Extract all lines in the data that contain the word "Copy".

Top of EXTRACTED RECORDS

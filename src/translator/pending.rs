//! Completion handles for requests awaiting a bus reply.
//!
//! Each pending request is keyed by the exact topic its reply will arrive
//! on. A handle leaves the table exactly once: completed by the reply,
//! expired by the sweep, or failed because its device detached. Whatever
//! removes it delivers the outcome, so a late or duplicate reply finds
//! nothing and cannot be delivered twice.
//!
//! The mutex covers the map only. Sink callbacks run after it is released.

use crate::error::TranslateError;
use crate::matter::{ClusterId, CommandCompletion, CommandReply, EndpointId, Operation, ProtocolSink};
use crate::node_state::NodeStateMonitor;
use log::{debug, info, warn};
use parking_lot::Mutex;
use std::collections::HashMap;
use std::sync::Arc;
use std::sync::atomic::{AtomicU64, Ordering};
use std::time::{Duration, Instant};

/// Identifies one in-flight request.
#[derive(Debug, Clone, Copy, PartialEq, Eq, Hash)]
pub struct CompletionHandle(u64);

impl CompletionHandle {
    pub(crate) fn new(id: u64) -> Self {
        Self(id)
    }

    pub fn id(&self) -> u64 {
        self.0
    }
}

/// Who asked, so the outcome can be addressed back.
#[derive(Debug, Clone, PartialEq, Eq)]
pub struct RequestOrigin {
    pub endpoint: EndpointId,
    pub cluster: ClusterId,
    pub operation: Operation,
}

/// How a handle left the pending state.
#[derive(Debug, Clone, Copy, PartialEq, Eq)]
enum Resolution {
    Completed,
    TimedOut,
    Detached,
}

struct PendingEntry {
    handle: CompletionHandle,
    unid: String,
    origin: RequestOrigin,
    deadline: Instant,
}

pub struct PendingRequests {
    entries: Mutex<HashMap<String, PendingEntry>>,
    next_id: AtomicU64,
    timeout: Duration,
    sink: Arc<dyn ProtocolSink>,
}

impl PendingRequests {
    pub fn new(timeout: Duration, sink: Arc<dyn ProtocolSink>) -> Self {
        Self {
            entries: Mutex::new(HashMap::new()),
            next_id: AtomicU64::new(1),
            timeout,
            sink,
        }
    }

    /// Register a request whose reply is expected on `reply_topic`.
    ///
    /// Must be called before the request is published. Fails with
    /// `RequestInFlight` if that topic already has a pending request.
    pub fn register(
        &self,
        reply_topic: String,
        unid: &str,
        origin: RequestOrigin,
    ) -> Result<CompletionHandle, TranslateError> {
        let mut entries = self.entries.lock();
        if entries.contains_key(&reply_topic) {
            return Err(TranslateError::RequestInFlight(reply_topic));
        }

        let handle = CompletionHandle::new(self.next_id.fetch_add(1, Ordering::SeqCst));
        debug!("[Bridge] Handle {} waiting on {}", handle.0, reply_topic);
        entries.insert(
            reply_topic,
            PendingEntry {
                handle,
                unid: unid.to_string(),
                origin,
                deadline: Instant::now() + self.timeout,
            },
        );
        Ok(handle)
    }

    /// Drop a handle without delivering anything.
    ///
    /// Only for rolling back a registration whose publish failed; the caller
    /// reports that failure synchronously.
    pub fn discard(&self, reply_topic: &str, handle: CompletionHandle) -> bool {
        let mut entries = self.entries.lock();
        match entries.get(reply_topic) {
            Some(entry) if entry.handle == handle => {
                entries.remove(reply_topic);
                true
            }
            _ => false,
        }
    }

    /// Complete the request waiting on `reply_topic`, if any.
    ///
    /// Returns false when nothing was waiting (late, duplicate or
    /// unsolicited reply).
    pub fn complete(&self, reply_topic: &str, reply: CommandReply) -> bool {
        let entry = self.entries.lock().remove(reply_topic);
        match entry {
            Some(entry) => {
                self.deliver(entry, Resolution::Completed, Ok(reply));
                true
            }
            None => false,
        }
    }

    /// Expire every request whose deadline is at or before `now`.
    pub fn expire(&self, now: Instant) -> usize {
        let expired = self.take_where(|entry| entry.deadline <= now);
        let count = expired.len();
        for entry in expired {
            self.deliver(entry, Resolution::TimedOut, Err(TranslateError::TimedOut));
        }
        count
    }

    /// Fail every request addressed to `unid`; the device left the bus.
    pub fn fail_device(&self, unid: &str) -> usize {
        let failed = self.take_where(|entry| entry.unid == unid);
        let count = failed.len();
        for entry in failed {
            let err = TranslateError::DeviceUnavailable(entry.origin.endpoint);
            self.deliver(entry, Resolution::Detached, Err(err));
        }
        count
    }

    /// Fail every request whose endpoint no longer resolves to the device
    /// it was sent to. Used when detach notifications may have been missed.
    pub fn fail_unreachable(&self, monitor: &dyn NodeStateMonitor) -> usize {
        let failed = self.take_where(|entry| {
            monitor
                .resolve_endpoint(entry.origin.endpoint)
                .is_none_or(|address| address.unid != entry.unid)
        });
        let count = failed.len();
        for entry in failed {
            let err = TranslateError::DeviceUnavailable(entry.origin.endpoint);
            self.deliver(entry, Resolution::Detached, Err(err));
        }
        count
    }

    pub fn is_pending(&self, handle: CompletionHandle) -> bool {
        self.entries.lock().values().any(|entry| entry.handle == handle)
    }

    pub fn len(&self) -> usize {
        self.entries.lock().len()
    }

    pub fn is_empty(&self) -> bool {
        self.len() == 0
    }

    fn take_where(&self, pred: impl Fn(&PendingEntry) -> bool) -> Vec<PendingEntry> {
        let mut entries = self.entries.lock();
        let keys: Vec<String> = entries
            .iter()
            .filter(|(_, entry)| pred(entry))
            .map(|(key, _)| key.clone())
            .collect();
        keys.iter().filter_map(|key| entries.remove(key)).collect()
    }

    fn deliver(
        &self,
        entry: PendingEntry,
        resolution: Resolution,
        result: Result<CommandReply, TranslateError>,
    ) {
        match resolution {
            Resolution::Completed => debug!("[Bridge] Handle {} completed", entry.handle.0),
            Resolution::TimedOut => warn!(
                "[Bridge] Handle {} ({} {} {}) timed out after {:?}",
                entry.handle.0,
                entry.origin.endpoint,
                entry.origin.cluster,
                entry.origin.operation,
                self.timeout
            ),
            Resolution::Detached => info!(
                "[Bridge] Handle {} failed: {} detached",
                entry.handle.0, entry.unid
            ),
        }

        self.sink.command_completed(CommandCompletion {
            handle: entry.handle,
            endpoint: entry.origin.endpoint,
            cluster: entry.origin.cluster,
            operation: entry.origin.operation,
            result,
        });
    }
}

Bottom of EXTRACTED RECORDS

#### WRITTEN ANSWER:
#[derive(Debug, Clone, Copy, PartialEq, Eq, Hash)]
#[derive(Debug, Clone, Copy, PartialEq, Eq)]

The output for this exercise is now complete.